Problem statement - Scan the data, and whenever a line contains "SubscriptionTier", copy it.
# # # # # # #
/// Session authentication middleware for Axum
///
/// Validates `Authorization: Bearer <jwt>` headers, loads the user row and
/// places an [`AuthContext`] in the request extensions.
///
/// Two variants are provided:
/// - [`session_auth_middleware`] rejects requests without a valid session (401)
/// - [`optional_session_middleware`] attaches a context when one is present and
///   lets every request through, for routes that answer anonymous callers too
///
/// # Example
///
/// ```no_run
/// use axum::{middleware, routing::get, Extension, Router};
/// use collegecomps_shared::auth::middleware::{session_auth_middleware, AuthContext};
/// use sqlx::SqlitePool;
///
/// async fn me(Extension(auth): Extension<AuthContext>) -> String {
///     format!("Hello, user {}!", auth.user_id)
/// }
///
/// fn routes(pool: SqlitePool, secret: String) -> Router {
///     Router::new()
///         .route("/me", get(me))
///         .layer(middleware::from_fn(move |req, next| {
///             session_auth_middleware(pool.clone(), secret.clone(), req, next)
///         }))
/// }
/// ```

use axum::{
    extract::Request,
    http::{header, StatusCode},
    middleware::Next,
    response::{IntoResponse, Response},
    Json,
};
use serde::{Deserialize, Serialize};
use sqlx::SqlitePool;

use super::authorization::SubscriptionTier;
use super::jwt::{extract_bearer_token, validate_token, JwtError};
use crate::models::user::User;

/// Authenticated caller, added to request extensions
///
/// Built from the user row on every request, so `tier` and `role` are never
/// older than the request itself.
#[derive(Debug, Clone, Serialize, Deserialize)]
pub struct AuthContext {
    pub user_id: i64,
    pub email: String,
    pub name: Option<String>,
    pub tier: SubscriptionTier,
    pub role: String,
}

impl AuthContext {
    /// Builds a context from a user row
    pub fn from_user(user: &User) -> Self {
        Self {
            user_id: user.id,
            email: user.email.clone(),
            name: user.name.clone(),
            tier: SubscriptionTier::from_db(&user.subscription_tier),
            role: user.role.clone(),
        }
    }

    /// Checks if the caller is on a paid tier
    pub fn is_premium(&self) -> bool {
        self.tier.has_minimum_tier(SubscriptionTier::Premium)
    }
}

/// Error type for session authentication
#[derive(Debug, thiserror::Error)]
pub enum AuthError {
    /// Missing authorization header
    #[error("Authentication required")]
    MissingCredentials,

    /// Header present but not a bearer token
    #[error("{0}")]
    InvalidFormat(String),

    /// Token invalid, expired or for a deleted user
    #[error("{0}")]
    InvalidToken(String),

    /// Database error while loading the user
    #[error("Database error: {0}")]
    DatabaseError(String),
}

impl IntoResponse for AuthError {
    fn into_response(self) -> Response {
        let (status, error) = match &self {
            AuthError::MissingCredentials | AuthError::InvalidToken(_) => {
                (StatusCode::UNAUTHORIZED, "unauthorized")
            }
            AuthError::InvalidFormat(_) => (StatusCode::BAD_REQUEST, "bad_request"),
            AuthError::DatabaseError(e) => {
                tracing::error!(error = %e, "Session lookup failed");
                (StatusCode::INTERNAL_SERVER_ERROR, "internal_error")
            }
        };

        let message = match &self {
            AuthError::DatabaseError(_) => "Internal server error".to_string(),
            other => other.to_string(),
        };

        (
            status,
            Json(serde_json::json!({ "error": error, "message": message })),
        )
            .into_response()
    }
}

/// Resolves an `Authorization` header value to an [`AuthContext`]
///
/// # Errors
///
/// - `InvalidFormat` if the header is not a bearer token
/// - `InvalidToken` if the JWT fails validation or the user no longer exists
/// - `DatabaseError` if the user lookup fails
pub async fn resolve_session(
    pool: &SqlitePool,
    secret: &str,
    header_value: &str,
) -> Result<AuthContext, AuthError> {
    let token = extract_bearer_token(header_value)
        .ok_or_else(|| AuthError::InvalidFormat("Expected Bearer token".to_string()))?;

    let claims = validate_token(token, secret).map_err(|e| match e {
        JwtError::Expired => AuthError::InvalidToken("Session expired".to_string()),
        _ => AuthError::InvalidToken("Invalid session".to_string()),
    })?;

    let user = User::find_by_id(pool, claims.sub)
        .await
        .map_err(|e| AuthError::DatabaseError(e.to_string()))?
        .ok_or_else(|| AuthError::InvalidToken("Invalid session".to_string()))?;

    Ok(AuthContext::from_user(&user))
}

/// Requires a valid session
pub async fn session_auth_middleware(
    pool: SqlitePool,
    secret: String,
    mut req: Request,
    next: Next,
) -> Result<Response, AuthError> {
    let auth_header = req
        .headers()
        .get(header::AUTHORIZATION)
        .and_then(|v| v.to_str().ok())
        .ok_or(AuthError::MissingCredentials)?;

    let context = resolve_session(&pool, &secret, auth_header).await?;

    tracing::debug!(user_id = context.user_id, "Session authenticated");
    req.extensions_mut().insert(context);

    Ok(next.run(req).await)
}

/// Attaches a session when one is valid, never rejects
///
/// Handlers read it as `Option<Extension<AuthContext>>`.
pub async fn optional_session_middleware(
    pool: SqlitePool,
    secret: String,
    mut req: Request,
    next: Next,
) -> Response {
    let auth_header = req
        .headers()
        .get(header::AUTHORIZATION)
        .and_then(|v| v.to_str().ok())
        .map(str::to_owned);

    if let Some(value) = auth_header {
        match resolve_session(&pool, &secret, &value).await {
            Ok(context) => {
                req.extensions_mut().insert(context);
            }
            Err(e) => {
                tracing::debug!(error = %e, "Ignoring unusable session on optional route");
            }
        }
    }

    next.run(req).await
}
# # # # # # #
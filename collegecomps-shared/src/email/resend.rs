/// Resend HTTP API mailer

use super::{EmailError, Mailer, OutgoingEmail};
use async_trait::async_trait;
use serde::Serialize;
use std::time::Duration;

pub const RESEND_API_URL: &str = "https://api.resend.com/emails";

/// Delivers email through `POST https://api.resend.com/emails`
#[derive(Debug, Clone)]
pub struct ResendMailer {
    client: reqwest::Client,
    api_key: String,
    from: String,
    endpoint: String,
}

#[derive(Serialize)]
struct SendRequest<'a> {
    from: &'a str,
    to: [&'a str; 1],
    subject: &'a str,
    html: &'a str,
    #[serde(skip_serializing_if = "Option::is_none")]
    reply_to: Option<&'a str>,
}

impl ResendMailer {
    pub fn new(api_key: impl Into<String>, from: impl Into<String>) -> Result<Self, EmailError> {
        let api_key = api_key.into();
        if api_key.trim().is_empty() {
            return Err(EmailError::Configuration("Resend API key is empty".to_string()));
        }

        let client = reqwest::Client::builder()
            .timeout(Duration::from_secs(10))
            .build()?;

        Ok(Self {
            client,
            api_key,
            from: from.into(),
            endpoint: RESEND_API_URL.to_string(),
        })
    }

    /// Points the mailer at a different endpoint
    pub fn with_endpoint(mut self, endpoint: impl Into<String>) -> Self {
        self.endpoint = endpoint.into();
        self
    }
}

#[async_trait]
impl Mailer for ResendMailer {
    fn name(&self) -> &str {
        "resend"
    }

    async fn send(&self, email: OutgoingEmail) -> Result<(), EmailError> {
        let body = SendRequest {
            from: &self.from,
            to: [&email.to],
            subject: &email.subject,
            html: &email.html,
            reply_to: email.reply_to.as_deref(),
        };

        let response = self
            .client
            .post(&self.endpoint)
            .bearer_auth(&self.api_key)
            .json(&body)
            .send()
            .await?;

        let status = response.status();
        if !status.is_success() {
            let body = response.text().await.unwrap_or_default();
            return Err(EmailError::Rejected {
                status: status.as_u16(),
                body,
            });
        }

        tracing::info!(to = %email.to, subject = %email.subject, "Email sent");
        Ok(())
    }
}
# # # # # # #
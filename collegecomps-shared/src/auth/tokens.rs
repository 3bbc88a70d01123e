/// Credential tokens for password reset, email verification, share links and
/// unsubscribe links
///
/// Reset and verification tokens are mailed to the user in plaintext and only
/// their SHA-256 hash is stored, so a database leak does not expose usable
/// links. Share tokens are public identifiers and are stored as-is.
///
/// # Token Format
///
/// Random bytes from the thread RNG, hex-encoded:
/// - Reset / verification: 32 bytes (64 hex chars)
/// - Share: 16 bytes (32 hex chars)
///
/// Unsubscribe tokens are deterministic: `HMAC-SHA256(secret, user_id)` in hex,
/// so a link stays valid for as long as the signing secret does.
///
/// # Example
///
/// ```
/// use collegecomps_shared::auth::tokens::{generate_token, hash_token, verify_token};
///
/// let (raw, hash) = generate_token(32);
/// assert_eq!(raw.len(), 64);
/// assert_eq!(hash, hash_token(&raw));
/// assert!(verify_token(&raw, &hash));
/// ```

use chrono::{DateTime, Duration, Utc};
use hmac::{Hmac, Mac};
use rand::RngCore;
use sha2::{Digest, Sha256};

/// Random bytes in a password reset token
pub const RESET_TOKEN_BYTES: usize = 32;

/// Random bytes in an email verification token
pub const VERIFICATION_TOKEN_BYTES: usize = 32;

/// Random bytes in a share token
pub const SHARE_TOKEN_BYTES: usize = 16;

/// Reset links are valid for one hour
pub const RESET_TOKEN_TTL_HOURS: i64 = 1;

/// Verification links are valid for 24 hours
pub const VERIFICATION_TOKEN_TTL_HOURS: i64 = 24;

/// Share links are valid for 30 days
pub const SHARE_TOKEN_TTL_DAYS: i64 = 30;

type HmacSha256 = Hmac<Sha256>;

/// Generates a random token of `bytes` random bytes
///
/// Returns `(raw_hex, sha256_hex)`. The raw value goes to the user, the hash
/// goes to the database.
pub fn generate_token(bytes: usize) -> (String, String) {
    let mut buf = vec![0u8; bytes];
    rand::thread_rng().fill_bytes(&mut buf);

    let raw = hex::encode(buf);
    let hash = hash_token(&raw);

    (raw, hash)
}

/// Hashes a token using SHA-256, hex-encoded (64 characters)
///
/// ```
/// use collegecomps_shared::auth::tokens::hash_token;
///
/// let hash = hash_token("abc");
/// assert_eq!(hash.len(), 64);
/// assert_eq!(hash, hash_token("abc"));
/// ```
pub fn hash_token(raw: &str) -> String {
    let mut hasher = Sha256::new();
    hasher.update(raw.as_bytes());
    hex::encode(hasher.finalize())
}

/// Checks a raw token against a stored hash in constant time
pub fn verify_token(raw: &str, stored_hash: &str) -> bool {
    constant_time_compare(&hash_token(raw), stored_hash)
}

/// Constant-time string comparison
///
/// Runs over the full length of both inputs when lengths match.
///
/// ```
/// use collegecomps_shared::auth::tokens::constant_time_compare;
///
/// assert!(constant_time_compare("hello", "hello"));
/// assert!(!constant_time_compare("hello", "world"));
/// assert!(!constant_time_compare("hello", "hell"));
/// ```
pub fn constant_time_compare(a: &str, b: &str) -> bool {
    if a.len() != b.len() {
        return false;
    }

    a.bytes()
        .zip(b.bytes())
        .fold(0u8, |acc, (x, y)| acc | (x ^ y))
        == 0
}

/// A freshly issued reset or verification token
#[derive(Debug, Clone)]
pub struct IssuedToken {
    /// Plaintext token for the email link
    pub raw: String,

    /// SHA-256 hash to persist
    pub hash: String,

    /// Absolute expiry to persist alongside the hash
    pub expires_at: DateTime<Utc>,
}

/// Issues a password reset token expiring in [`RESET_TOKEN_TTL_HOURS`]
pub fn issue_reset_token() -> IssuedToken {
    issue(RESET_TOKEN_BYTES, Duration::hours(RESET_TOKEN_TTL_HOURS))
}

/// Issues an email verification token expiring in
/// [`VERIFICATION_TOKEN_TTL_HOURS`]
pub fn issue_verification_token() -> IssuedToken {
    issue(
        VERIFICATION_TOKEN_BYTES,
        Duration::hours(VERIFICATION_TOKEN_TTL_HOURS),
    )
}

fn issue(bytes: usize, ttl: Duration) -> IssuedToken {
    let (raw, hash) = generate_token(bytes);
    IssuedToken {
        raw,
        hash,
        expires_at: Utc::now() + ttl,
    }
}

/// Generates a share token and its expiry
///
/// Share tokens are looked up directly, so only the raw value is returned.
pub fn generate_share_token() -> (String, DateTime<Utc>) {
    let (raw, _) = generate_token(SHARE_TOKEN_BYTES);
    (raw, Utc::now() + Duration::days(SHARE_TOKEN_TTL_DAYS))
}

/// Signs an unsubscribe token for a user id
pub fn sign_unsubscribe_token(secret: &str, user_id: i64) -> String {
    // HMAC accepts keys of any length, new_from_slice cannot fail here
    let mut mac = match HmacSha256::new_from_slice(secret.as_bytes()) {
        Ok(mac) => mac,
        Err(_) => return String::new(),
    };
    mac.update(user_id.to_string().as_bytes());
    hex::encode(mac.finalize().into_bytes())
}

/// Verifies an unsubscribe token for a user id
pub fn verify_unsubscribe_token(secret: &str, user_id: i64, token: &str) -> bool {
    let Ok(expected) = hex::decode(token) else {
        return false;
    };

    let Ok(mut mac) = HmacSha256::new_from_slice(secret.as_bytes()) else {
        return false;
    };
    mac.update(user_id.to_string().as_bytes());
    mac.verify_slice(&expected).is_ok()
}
# # # # # # #
Output for this task -
use super::authorization::SubscriptionTier;
    pub tier: SubscriptionTier,
            tier: SubscriptionTier::from_db(&user.subscription_tier),
        self.tier.has_minimum_tier(SubscriptionTier::Premium)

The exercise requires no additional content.